Baca Koran belitongekspres Online - Belitong Ekspres

Ekonom: Target Pertumbuhan Ekonomi 6 Persen 2026 Masih Realistis, Perlu Kebijakan Strategis

Ilustrasi peti kemas untuk ekspor dan impor-Muhammad Adimaja-Antara

BELITONGEKSPRES.COM - Target pertumbuhan ekonomi 6 persen pada 2026 yang dicanangkan Menteri Keuangan Purbaya Yudhi Sadewa dinilai realistis, sepanjang pemerintah berani menerapkan perubahan kebijakan secara mendasar. Para ekonom menekankan perlunya langkah strategis untuk mendorong pertumbuhan lebih tinggi dan memperkuat serapan tenaga kerja.

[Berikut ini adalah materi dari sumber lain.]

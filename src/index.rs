//! Persistent keyword index: one SQLite sidecar per container, holding one
//! row per key plus the container metadata needed to decode records without
//! re-parsing the header.

use std::collections::HashMap;
use std::fs;
use std::path::{Path, PathBuf};

use rusqlite::{params, Connection, OptionalExtension};
use tracing::{info, warn};

use crate::container::{ContainerKind, ContainerReader, IndexRow, RecordBlockType};
use crate::error::Result;

/// Bumped whenever the sidecar layout changes; a mismatch forces a rebuild.
pub const SCHEMA_VERSION: &str = "1.1";

#[derive(Debug, Clone, Default)]
pub struct StoreMeta {
    pub encoding: String,
    pub stylesheet: HashMap<String, (String, String)>,
    pub title: String,
    pub description: String,
}

pub struct IndexStore {
    db_path: PathBuf,
    meta: StoreMeta,
}

impl IndexStore {
    /// Open the sidecar for a container, building it when it is missing,
    /// carries a stale schema version, or a rebuild is forced.
    pub fn open(container: &ContainerReader, force_rebuild: bool, check_blocks: bool) -> Result<Self> {
        let db_path = sidecar_path(container.path());
        if !force_rebuild && db_path.is_file() {
            match load_meta(&db_path) {
                Ok(Some(meta)) => {
                    return Ok(Self { db_path, meta });
                }
                Ok(None) => {
                    info!(db = %db_path.display(), "index schema version changed, rebuilding");
                }
                Err(err) => {
                    warn!(db = %db_path.display(), error = %err, "unreadable index sidecar, rebuilding");
                }
            }
        }
        let meta = build(container, &db_path, check_blocks)?;
        Ok(Self { db_path, meta })
    }

    pub fn db_path(&self) -> &Path {
        &self.db_path
    }

    pub fn meta(&self) -> &StoreMeta {
        &self.meta
    }

    pub fn encoding(&self) -> &str {
        &self.meta.encoding
    }

    pub fn stylesheet(&self) -> &HashMap<String, (String, String)> {
        &self.meta.stylesheet
    }

    /// Exact-match lookup. Rows come back in storage iteration order.
    pub fn lookup(&self, key: &str) -> Result<Vec<IndexRow>> {
        if key.is_empty() {
            return Ok(Vec::new());
        }
        let conn = Connection::open(&self.db_path)?;
        let mut stmt = conn.prepare(
            "SELECT key_text, file_pos, compressed_size, decompressed_size, \
             record_block_type, record_start, record_end, offset \
             FROM rows WHERE key_text = ?1",
        )?;
        let rows = stmt
            .query_map([key], row_from_sql)?
            .collect::<rusqlite::Result<Vec<_>>>()?;
        Ok(rows)
    }

    /// Enumerate keys. An empty pattern returns every key; `*` maps to the
    /// SQL wildcard; anything else matches as a prefix.
    pub fn keys(&self, pattern: &str) -> Result<Vec<String>> {
        let conn = Connection::open(&self.db_path)?;
        let keys = if pattern.is_empty() {
            let mut stmt = conn.prepare("SELECT key_text FROM rows")?;
            let keys = stmt
                .query_map([], |r| r.get(0))?
                .collect::<rusqlite::Result<Vec<String>>>()?;
            keys
        } else {
            let query = if pattern.contains('*') {
                pattern.replace('*', "%")
            } else {
                format!("{pattern}%")
            };
            let mut stmt = conn.prepare("SELECT key_text FROM rows WHERE key_text LIKE ?1")?;
            let keys = stmt
                .query_map([query], |r| r.get(0))?
                .collect::<rusqlite::Result<Vec<String>>>()?;
            keys
        };
        Ok(keys)
    }

    /// Every row in the store, for consistency checks.
    pub fn all_rows(&self) -> Result<Vec<IndexRow>> {
        let conn = Connection::open(&self.db_path)?;
        let mut stmt = conn.prepare(
            "SELECT key_text, file_pos, compressed_size, decompressed_size, \
             record_block_type, record_start, record_end, offset FROM rows",
        )?;
        let rows = stmt
            .query_map([], row_from_sql)?
            .collect::<rusqlite::Result<Vec<_>>>()?;
        Ok(rows)
    }
}

/// `foo.mdx` -> `foo.mdx.db`, `foo.mdd` -> `foo.mdd.db`.
pub fn sidecar_path(container_path: &Path) -> PathBuf {
    let mut name = container_path.as_os_str().to_os_string();
    name.push(".db");
    PathBuf::from(name)
}

fn row_from_sql(row: &rusqlite::Row<'_>) -> rusqlite::Result<IndexRow> {
    let tag: i64 = row.get(4)?;
    let block_type = RecordBlockType::from_tag(tag as u32).map_err(|err| {
        rusqlite::Error::FromSqlConversionFailure(4, rusqlite::types::Type::Integer, Box::new(err))
    })?;
    Ok(IndexRow {
        key_text: row.get(0)?,
        file_pos: row.get::<_, i64>(1)? as u64,
        compressed_size: row.get::<_, i64>(2)? as u64,
        decompressed_size: row.get::<_, i64>(3)? as u64,
        block_type,
        record_start: row.get::<_, i64>(5)? as u64,
        record_end: row.get::<_, i64>(6)? as u64,
        offset: row.get::<_, i64>(7)? as u64,
    })
}

fn load_meta(db_path: &Path) -> Result<Option<StoreMeta>> {
    let conn = Connection::open(db_path)?;
    let version = meta_value(&conn, "version")?;
    if version.as_deref() != Some(SCHEMA_VERSION) {
        return Ok(None);
    }
    let stylesheet = match meta_value(&conn, "stylesheet")? {
        Some(json) => serde_json::from_str(&json)?,
        None => HashMap::new(),
    };
    Ok(Some(StoreMeta {
        encoding: meta_value(&conn, "encoding")?.unwrap_or_default(),
        stylesheet,
        title: meta_value(&conn, "title")?.unwrap_or_default(),
        description: meta_value(&conn, "description")?.unwrap_or_default(),
    }))
}

fn meta_value(conn: &Connection, key: &str) -> rusqlite::Result<Option<String>> {
    conn.query_row("SELECT value FROM meta WHERE key = ?1", [key], |r| r.get(0))
        .optional()
}

/// Materialize the index: scan the container, bulk-insert into a temp
/// sidecar, then rename it over the old one so readers never see a
/// half-built file.
fn build(container: &ContainerReader, db_path: &Path, check_blocks: bool) -> Result<StoreMeta> {
    let rows = container.build_index(check_blocks)?;
    let header = container.header();
    let meta = StoreMeta {
        encoding: header.encoding_label.clone(),
        stylesheet: header.stylesheet.clone(),
        title: header.title.clone(),
        description: header.description.clone(),
    };

    let tmp_path = {
        let mut name = db_path.as_os_str().to_os_string();
        name.push(".tmp");
        PathBuf::from(name)
    };
    if tmp_path.exists() {
        fs::remove_file(&tmp_path)?;
    }

    let mut conn = Connection::open(&tmp_path)?;
    let tx = conn.transaction()?;
    tx.execute_batch(
        "CREATE TABLE rows (\
            key_text TEXT NOT NULL,\
            file_pos INTEGER,\
            compressed_size INTEGER,\
            decompressed_size INTEGER,\
            record_block_type INTEGER,\
            record_start INTEGER,\
            record_end INTEGER,\
            offset INTEGER);\
         CREATE TABLE meta (key TEXT, value TEXT);",
    )?;
    {
        let mut stmt = tx.prepare("INSERT INTO rows VALUES (?1,?2,?3,?4,?5,?6,?7,?8)")?;
        for row in &rows {
            stmt.execute(params![
                row.key_text,
                row.file_pos as i64,
                row.compressed_size as i64,
                row.decompressed_size as i64,
                row.block_type.as_tag() as i64,
                row.record_start as i64,
                row.record_end as i64,
                row.offset as i64,
            ])?;
        }
    }
    {
        let stylesheet_json = serde_json::to_string(&meta.stylesheet)?;
        let mut stmt = tx.prepare("INSERT INTO meta VALUES (?1,?2)")?;
        for (key, value) in [
            ("encoding", meta.encoding.as_str()),
            ("stylesheet", stylesheet_json.as_str()),
            ("title", meta.title.as_str()),
            ("description", meta.description.as_str()),
            ("version", SCHEMA_VERSION),
        ] {
            stmt.execute(params![key, value])?;
        }
    }
    // resource paths are unique per container, headwords are not
    match container.kind() {
        ContainerKind::Mdd => {
            tx.execute_batch("CREATE UNIQUE INDEX key_index ON rows (key_text)")?
        }
        ContainerKind::Mdx => tx.execute_batch("CREATE INDEX key_index ON rows (key_text)")?,
    }
    tx.commit()?;
    drop(conn);

    fs::rename(&tmp_path, db_path)?;
    info!(
        db = %db_path.display(),
        rows = rows.len(),
        "index built"
    );
    Ok(meta)
}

Kepala Ekonom Trimegah Sekuritas Indonesia Fakhrul Fulvian mengatakan, target 6 persen bukan sekadar ambisi politik, tetapi memerlukan transformasi cara pandang dalam pengelolaan fiskal dan moneter.

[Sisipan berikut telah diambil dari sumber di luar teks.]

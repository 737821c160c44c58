use std::path::Path;

use anyhow::{bail, Context, Result};
use tracing::info;
use tracing_subscriber::EnvFilter;

use mdx_server::config::ServerConfig;
use mdx_server::registry::DictionaryRegistry;
use mdx_server::server;

fn init_tracing(config: &ServerConfig) {
    let level = if config.debug {
        "debug"
    } else {
        match config.log_level.as_str() {
            "DEBUG" => "debug",
            "WARNING" => "warn",
            "ERROR" | "CRITICAL" => "error",
            _ => "info",
        }
    };
    let filter = EnvFilter::try_from_default_env().unwrap_or_else(|_| EnvFilter::new(level));
    tracing_subscriber::fmt().with_env_filter(filter).init();
}

#[actix_web::main]
async fn main() -> Result<()> {
    let config_path =
        std::env::var("MDX_CONFIG").unwrap_or_else(|_| "config.json".to_string());
    let mut config = ServerConfig::from_file(Path::new(&config_path))
        .with_context(|| format!("loading {config_path}"))?;
    config.apply_env_overrides()?;
    config.validate()?;

    init_tracing(&config);
    info!(config = %config_path, "starting mdx-server");

    config.auto_discover_dictionaries();
    let registry = DictionaryRegistry::from_config(&config);
    if registry.loaded_count() == 0 {
        bail!(
            "no dictionaries could be loaded from {:?}",
            config.dict_directory
        );
    }
    info!(dictionaries = registry.loaded_count(), "registry ready");

    server::run(config, registry).await.context("server error")?;
    Ok(())
}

“Pertumbuhan 6 persen itu bukan mimpi, tetapi memerlukan perubahan cara pandang yang fundamental terhadap bagaimana kebijakan fiskal–moneter bekerja dan bagaimana ekonomi didorong,” kata Fakhrul, Minggu 23 November.

Fakhrul menjelaskan, penempatan dana pemerintah di perbankan sebesar Rp 200 triliun mulai memberikan hasil, namun belum optimal untuk meningkatkan aktivitas ekonomi. Pemerintah perlu mengeluarkan kebijakan tambahan yang lebih terarah, termasuk percepatan penciptaan lapangan kerja agar konsumsi rumah tangga dapat meningkat.

BACA JUGA:Tambah Likuiditas Rp 76 Triliun, Purbaya Optimis Pertumbuhan Kredit Perbankan Dekati Double Digit

BACA JUGA:Likuiditas RI Naik 7,7 Persen, Peredaran Uang Tembus Rp9.783 Triliun pada Oktober 2025

Ia menilai langkah penertiban impor barang thrifting sudah tepat untuk melindungi industri dalam negeri. Pemerintah juga didorong memberi insentif pajak bagi perusahaan yang memperluas tenaga kerja lokal dan meningkatkan upah.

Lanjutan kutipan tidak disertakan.